Um caminho diferente pode ser adotado pelas
lideranças políticas do mundo desenvolvido. Estados Unidos e Europa podem
ganhar com a imigração para realizar tarefas em que há cada vez mais escassez
de mão de obra. Estados Unidos e Europa podem ganhar com a obtenção de talentos
em várias das esferas da vida social que talvez não estejam à sua disposição.

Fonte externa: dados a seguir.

use std::path::PathBuf;
use std::time::Duration;

use crate::{
    parse_setting, require_setting, FileConfig, GeminiSettings, DEFAULT_BASE_URL,
    DEFAULT_MAX_OUTPUT_TOKENS, DEFAULT_MAX_RETRIES, DEFAULT_MODEL, DEFAULT_PACING,
    DEFAULT_TEMPERATURE, DEFAULT_TIMEOUT_SECS,
};

pub(crate) const API_KEY_VAR: &str = "GEMINI_API_KEY";
pub(crate) const DEFAULT_INPUT_DIR: &str = "images";
pub(crate) const DEFAULT_EXAMPLES_DIR: &str = "examples";

/// Values given on the command line; these win over everything else.
#[derive(Debug, Clone, Default)]
pub(crate) struct CliOverrides {
    pub(crate) input_dir: Option<PathBuf>,
    pub(crate) examples_dir: Option<PathBuf>,
    pub(crate) max_retries: Option<u32>,
    pub(crate) pacing_ms: Option<u64>,
    pub(crate) model: Option<String>,
}

#[derive(Debug, Clone, PartialEq)]
pub(crate) struct RunSettings {
    pub(crate) input_dir: PathBuf,
    pub(crate) examples_dir: PathBuf,
    pub(crate) max_retries: u32,
    pub(crate) pacing: Duration,
    pub(crate) model: String,
    pub(crate) base_url: String,
    pub(crate) timeout: Duration,
    pub(crate) temperature: f64,
    pub(crate) max_output_tokens: u32,
}

impl RunSettings {
    /// Layer settings: command line, then environment, then config file, then defaults.
    /// `env` looks up one variable, returning `None` when unset or blank.
    pub(crate) fn resolve(
        cli: &CliOverrides,
        file: &FileConfig,
        env: impl Fn(&str) -> Option<String>,
    ) -> Result<RunSettings, Box<dyn std::error::Error>> {
        let env_max_retries = parse_setting::<u32>("CARDSCAN_MAX_RETRIES", env("CARDSCAN_MAX_RETRIES"))?;
        let env_pacing_ms = parse_setting::<u64>("CARDSCAN_PACING_MS", env("CARDSCAN_PACING_MS"))?;
        let env_timeout = parse_setting::<u64>("GEMINI_TIMEOUT", env("GEMINI_TIMEOUT"))?;
        let env_temperature = parse_setting::<f64>("GEMINI_TEMPERATURE", env("GEMINI_TEMPERATURE"))?;
        let env_max_tokens =
            parse_setting::<u32>("GEMINI_MAX_OUTPUT_TOKENS", env("GEMINI_MAX_OUTPUT_TOKENS"))?;

        let pacing_ms = cli
            .pacing_ms
            .or(env_pacing_ms)
            .or(file.pacing_ms)
            .unwrap_or(DEFAULT_PACING.as_millis() as u64);

        Ok(RunSettings {
            input_dir: cli
                .input_dir
                .clone()
                .or_else(|| env("CARDSCAN_INPUT_DIR").map(PathBuf::from))
                .or_else(|| file.input_dir.clone())
                .unwrap_or_else(|| PathBuf::from(DEFAULT_INPUT_DIR)),
            examples_dir: cli
                .examples_dir
                .clone()
                .or_else(|| env("CARDSCAN_EXAMPLES_DIR").map(PathBuf::from))
                .or_else(|| file.examples_dir.clone())
                .unwrap_or_else(|| PathBuf::from(DEFAULT_EXAMPLES_DIR)),
            max_retries: cli
                .max_retries
                .or(env_max_retries)
                .or(file.max_retries)
                .unwrap_or(DEFAULT_MAX_RETRIES),
            pacing: Duration::from_millis(pacing_ms),
            model: cli
                .model
                .clone()
                .or_else(|| env("GEMINI_MODEL"))
                .or_else(|| file.model.clone())
                .unwrap_or_else(|| DEFAULT_MODEL.to_string()),
            base_url: env("GEMINI_BASE_URL")
                .or_else(|| file.base_url.clone())
                .unwrap_or_else(|| DEFAULT_BASE_URL.to_string()),
            timeout: Duration::from_secs(
                env_timeout
                    .or(file.timeout_secs)
                    .unwrap_or(DEFAULT_TIMEOUT_SECS),
            ),
            temperature: env_temperature
                .or(file.temperature)
                .unwrap_or(DEFAULT_TEMPERATURE),
            max_output_tokens: env_max_tokens
                .or(file.max_output_tokens)
                .unwrap_or(DEFAULT_MAX_OUTPUT_TOKENS),
        })
    }

    pub(crate) fn gemini_settings(&self, api_key: String) -> GeminiSettings {
        GeminiSettings {
            api_key,
            model: self.model.clone(),
            base_url: self.base_url.clone(),
            timeout: self.timeout,
            temperature: self.temperature,
            max_output_tokens: self.max_output_tokens,
        }
    }
}

/// The API key is the one setting with no default; a missing key is fatal.
pub(crate) fn require_api_key(
    env: impl Fn(&str) -> Option<String>,
) -> Result<String, Box<dyn std::error::Error>> {
    require_setting(API_KEY_VAR, env(API_KEY_VAR))
}

#[cfg(test)]
mod tests {
    use super::*;
    use std::collections::HashMap;

    fn env_from(pairs: &'static [(&'static str, &'static str)]) -> impl Fn(&str) -> Option<String> {
        let map: HashMap<String, String> = pairs
            .iter()
            .map(|(k, v)| (k.to_string(), v.to_string()))
            .collect();
        move |name: &str| map.get(name).cloned()
    }

    #[test]
    fn defaults_when_nothing_is_set() {
        let settings =
            RunSettings::resolve(&CliOverrides::default(), &FileConfig::default(), env_from(&[])).unwrap();
        assert_eq!(settings.input_dir, PathBuf::from("images"));
        assert_eq!(settings.examples_dir, PathBuf::from("examples"));
        assert_eq!(settings.max_retries, 3);
        assert_eq!(settings.pacing, Duration::from_secs(1));
        assert_eq!(settings.model, DEFAULT_MODEL);
        assert_eq!(settings.timeout, Duration::from_secs(DEFAULT_TIMEOUT_SECS));
    }

    #[test]
    fn cli_beats_env_beats_file() {
        let file = FileConfig {
            max_retries: Some(1),
            model: Some("file-model".to_string()),
            input_dir: Some(PathBuf::from("file-images")),
            pacing_ms: Some(250),
            ..FileConfig::default()
        };
        let env = env_from(&[("CARDSCAN_MAX_RETRIES", "2"), ("GEMINI_MODEL", "env-model")]);
        let cli = CliOverrides {
            max_retries: Some(7),
            ..CliOverrides::default()
        };
        let settings = RunSettings::resolve(&cli, &file, env).unwrap();
        assert_eq!(settings.max_retries, 7);
        assert_eq!(settings.model, "env-model");
        assert_eq!(settings.input_dir, PathBuf::from("file-images"));
        assert_eq!(settings.pacing, Duration::from_millis(250));
    }

    #[test]
    fn invalid_env_number_is_an_error() {
        let err = RunSettings::resolve(
            &CliOverrides::default(),
            &FileConfig::default(),
            env_from(&[("CARDSCAN_PACING_MS", "soon")]),
        )
        .unwrap_err();
        assert!(err.to_string().contains("CARDSCAN_PACING_MS"));
    }

    #[test]
    fn missing_api_key_is_an_error() {
        let err = require_api_key(env_from(&[])).unwrap_err();
        assert_eq!(err.to_string(), "Missing GEMINI_API_KEY");
    }

    #[test]
    fn blank_api_key_is_an_error() {
        let err = require_api_key(env_from(&[("GEMINI_API_KEY", "   ")])).unwrap_err();
        assert_eq!(err.to_string(), "Missing GEMINI_API_KEY");
    }

    #[test]
    fn api_key_is_read_from_its_variable() {
        let key = require_api_key(env_from(&[("GEMINI_API_KEY", "abc123")])).unwrap();
        assert_eq!(key, "abc123");
    }

    #[test]
    fn gemini_settings_carry_key_and_model() {
        let settings = RunSettings::resolve(
            &CliOverrides {
                model: Some("gemini-pro-vision".to_string()),
                ..CliOverrides::default()
            },
            &FileConfig::default(),
            env_from(&[("GEMINI_TEMPERATURE", "0.4")]),
        )
        .unwrap();
        let gemini = settings.gemini_settings("secret".to_string());
        assert_eq!(gemini.api_key, "secret");
        assert_eq!(gemini.model, "gemini-pro-vision");
        assert!((gemini.temperature - 0.4).abs() < f64::EPSILON);
    }
}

Estados Unidos e Europa podem ganhar com a incorporação de capital humano muito
qualificado, que terá a Ásia como destino futuro se o discurso da extrema direita
vencer. Por fim, Estados Unidos e Europa nunca foram populações puras e
superiores: seus sucessos se devem à mistura e à incorporação de muitas
culturas.
Um modelo que opta pelo livre fluxo de
pessoas é mais realista do ponto de vista econômico, além de muito mais
civilizado, pois o pluralismo e a tolerância entre as culturas produzem
melhores sociedades. Pactos multilaterais e diálogos parcimoniosos entre os
países podem produzir um equilíbrio imigratório, evitando excessos. O que não
se pode perder de vista é que os imigrantes serão solução para as nações no
século XXI. Cair na armadilha do discurso da extrema direita é um problema para
cada uma das sociedades nacionais que sejam dominadas por formas de trumpismo,
mas é um problema também para a esfera internacional, porque o ódio derivado
desse movimento só vai causar um caos geopolítico maior.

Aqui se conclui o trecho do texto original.